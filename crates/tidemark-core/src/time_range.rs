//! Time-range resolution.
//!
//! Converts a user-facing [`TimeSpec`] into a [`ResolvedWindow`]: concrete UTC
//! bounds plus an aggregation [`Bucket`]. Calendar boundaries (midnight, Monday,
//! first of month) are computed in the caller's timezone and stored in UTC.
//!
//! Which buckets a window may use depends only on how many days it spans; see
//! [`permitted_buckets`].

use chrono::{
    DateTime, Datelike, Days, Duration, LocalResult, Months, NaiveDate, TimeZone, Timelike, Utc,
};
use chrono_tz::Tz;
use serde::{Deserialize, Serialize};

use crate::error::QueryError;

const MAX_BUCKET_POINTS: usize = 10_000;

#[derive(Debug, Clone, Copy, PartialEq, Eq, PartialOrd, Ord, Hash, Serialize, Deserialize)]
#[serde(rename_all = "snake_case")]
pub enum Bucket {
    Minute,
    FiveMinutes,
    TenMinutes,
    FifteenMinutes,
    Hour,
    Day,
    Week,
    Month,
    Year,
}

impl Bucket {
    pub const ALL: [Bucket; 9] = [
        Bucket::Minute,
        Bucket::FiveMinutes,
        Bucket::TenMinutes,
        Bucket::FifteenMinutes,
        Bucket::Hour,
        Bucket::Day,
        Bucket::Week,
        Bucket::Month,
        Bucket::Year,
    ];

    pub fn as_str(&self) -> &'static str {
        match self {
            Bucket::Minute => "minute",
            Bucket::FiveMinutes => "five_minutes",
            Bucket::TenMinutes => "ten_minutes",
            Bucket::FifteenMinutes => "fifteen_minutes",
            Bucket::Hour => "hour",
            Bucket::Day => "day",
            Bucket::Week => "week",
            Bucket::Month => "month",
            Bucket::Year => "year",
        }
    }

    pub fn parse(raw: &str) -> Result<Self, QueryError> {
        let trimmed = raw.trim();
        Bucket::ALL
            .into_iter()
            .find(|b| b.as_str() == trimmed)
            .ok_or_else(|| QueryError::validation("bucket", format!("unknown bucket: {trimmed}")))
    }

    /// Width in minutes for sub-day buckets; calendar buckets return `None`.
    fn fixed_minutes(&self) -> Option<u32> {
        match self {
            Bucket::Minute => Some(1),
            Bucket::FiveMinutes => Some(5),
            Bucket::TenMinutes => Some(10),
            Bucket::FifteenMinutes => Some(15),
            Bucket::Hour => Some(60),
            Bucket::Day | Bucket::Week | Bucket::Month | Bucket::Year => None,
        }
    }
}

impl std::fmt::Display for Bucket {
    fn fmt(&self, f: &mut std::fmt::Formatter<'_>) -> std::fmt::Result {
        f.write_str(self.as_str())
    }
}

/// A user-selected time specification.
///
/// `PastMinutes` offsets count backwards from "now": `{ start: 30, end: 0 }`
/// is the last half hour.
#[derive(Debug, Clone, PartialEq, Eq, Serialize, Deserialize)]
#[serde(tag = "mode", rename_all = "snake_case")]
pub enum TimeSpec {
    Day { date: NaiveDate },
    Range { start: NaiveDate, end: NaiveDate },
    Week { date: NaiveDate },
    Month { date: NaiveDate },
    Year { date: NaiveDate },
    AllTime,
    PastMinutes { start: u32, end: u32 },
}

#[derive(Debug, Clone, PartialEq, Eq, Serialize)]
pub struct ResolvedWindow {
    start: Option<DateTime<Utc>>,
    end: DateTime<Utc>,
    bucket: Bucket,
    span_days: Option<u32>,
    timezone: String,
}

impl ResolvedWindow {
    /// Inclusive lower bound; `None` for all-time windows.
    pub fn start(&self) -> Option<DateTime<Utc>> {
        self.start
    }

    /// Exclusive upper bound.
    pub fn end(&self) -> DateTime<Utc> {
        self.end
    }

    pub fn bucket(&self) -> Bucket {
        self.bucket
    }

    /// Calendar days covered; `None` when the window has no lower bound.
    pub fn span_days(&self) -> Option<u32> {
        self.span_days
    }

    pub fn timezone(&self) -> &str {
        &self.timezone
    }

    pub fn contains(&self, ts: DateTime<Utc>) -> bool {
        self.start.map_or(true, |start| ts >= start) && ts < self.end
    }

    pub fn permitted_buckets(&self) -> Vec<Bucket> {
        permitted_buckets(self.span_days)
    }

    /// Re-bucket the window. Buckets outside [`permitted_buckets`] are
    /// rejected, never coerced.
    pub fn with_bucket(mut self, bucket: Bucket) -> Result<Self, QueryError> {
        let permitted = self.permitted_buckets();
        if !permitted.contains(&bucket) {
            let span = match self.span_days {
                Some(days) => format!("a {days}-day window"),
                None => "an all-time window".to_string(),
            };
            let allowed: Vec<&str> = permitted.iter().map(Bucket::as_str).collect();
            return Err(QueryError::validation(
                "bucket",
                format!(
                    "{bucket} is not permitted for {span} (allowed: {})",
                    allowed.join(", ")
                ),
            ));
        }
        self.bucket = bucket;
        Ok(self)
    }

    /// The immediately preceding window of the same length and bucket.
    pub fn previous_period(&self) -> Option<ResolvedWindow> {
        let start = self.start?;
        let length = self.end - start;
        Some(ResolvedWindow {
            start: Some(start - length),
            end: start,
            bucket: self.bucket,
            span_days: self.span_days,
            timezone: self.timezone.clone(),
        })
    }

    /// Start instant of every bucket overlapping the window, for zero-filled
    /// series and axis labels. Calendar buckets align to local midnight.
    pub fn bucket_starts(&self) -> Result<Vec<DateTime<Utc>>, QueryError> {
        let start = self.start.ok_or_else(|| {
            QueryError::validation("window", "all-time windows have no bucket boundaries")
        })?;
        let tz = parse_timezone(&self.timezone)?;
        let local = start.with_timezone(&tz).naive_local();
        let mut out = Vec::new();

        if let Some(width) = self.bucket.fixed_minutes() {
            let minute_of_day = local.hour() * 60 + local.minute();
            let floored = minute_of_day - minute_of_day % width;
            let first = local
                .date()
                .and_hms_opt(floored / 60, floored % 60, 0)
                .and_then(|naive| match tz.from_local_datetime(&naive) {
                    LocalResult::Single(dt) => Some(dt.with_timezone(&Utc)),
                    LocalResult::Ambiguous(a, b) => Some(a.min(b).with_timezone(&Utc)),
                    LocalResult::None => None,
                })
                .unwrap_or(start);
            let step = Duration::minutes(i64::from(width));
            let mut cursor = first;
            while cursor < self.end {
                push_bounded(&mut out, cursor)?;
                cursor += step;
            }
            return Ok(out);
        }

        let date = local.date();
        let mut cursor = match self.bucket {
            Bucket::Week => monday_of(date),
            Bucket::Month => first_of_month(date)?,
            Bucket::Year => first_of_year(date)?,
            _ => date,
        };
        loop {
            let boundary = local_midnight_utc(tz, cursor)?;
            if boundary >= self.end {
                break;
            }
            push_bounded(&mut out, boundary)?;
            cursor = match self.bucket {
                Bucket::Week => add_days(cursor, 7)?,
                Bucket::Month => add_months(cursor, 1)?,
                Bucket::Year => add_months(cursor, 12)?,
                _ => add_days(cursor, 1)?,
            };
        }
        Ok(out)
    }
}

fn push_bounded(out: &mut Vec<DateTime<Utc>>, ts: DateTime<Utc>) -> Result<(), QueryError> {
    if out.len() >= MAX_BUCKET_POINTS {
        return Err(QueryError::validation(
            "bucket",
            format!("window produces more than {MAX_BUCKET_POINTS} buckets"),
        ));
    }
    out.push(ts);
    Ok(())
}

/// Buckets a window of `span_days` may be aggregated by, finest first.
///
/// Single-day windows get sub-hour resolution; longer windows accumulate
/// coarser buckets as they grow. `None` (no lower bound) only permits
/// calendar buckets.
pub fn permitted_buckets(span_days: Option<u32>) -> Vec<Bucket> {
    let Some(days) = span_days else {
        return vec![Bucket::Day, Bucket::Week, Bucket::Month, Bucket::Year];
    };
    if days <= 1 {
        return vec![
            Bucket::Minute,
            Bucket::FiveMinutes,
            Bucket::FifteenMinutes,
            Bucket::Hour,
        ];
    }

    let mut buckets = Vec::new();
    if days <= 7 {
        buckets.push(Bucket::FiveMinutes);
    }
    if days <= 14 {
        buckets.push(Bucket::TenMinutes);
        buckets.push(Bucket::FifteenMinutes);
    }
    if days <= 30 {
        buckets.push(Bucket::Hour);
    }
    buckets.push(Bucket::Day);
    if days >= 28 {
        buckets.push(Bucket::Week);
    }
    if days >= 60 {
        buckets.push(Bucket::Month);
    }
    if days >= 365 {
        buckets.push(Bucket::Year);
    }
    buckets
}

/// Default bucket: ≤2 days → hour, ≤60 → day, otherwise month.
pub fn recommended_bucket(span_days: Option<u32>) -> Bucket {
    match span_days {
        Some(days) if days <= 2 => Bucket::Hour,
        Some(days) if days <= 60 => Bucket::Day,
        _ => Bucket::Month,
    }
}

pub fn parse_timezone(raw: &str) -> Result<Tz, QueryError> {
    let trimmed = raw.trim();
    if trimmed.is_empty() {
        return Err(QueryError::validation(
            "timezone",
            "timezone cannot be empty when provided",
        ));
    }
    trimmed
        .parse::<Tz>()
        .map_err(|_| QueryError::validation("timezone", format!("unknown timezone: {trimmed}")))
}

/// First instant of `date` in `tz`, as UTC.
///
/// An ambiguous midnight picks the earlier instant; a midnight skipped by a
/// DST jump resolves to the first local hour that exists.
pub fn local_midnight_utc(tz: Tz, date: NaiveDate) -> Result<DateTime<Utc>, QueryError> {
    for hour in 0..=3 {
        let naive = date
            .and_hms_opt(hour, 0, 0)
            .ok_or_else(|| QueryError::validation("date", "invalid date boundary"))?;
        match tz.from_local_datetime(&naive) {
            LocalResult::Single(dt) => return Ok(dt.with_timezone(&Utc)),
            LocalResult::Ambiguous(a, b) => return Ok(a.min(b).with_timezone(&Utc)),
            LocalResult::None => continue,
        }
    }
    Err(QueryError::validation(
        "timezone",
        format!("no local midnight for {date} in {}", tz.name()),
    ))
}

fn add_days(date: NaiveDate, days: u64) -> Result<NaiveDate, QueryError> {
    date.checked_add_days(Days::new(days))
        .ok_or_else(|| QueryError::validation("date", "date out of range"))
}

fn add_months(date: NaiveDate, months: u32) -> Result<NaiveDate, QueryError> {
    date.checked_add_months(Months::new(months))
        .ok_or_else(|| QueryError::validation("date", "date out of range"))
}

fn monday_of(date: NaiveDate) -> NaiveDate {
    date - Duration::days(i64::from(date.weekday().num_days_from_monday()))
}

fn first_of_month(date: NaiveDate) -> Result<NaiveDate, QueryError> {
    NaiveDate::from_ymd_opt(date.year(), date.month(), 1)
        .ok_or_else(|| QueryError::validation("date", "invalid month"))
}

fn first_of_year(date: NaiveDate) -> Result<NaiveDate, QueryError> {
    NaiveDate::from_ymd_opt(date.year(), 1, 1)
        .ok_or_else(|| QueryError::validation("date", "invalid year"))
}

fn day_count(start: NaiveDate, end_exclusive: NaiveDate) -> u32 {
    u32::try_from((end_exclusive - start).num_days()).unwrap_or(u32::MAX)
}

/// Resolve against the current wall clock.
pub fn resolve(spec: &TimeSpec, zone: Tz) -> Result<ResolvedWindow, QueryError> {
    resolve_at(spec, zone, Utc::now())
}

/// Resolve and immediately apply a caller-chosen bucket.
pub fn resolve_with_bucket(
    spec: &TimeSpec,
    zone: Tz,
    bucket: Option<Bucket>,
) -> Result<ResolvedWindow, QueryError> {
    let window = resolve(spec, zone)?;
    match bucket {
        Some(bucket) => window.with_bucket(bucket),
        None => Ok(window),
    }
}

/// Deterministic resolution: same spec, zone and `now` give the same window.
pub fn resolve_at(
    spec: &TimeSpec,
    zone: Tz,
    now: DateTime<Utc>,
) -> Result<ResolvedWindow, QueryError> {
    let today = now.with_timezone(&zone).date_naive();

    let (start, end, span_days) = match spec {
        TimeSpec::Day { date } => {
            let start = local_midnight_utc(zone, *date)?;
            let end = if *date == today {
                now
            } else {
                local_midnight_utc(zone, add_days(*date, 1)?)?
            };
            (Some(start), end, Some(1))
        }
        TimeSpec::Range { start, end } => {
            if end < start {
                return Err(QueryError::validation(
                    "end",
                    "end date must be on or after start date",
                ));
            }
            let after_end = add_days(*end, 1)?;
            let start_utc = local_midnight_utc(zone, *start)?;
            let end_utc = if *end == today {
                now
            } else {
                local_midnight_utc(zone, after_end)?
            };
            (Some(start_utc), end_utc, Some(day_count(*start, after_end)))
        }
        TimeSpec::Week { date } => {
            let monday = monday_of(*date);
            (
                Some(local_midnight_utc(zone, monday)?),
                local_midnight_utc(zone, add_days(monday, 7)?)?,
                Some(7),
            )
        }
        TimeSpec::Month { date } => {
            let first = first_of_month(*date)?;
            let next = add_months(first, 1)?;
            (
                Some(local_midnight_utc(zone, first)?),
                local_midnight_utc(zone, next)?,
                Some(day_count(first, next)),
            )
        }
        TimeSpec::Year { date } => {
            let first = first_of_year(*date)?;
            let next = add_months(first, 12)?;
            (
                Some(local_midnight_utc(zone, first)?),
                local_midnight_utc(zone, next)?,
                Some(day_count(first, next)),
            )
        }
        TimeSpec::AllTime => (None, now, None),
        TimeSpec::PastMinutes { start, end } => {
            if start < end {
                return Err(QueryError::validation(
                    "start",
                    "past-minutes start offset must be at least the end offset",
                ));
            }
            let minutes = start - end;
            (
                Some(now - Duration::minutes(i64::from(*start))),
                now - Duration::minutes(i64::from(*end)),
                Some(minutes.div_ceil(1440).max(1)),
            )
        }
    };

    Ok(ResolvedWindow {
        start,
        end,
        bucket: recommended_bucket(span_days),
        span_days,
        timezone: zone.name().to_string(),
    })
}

+--

Problem details — In the listing above, find the line holding "let span = match" and the line holding "window, for zero-filled", then output those two lines and every line between them exactly.

Answer section —
            let span = match self.span_days {
                Some(days) => format!("a {days}-day window"),
                None => "an all-time window".to_string(),
            };
            let allowed: Vec<&str> = permitted.iter().map(Bucket::as_str).collect();
            return Err(QueryError::validation(
                "bucket",
                format!(
                    "{bucket} is not permitted for {span} (allowed: {})",
                    allowed.join(", ")
                ),
            ));
        }
        self.bucket = bucket;
        Ok(self)
    }

    /// The immediately preceding window of the same length and bucket.
    pub fn previous_period(&self) -> Option<ResolvedWindow> {
        let start = self.start?;
        let length = self.end - start;
        Some(ResolvedWindow {
            start: Some(start - length),
            end: start,
            bucket: self.bucket,
            span_days: self.span_days,
            timezone: self.timezone.clone(),
        })
    }

    /// Start instant of every bucket overlapping the window, for zero-filled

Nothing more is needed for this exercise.